** Data to use follows **

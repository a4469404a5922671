//! Source ranges.
//!
//! A `TextRange` is used both for byte offsets (half-open `[start, end)`) and
//! for line spans in the incremental symbol table (inclusive on both ends).
//! Which reading applies is decided by the owner of the range.

use serde::{Deserialize, Serialize};

#[derive(Copy, Clone, Debug, Default, PartialEq, Eq, Hash, Serialize, Deserialize)]
pub struct TextRange {
    pub start: u32,
    pub end: u32,
}

impl TextRange {
    #[must_use]
    pub const fn new(start: u32, end: u32) -> Self {
        Self { start, end }
    }

    /// The range of the global scope: covers every position.
    #[must_use]
    pub const fn unbounded() -> Self {
        Self {
            start: 0,
            end: u32::MAX,
        }
    }

    #[must_use]
    pub const fn is_unbounded(&self) -> bool {
        self.start == 0 && self.end == u32::MAX
    }

    #[must_use]
    pub const fn len(&self) -> u32 {
        self.end.saturating_sub(self.start)
    }

    #[must_use]
    pub const fn is_empty(&self) -> bool {
        self.end <= self.start
    }

    /// Half-open containment, for byte offsets.
    #[must_use]
    pub const fn contains(&self, pos: u32) -> bool {
        self.start <= pos && pos < self.end
    }

    /// Inclusive containment, for line spans.
    #[must_use]
    pub const fn contains_line(&self, line: u32) -> bool {
        self.start <= line && line <= self.end
    }

    /// Inclusive overlap test, for line spans.
    #[must_use]
    pub const fn overlaps_lines(&self, start_line: u32, end_line: u32) -> bool {
        self.start <= end_line && self.end >= start_line
    }
}

#[cfg(test)]
#[path = "../tests/span_tests.rs"]
mod tests;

** End of Data to use **

Problem
All lines from the one that holds "containment, for line spans." through the end of the material, both ends included, should be restated exactly.

Exercise answer
    /// Inclusive containment, for line spans.
    #[must_use]
    pub const fn contains_line(&self, line: u32) -> bool {
        self.start <= line && line <= self.end
    }

    /// Inclusive overlap test, for line spans.
    #[must_use]
    pub const fn overlaps_lines(&self, start_line: u32, end_line: u32) -> bool {
        self.start <= end_line && self.end >= start_line
    }
}

#[cfg(test)]
#[path = "../tests/span_tests.rs"]
mod tests;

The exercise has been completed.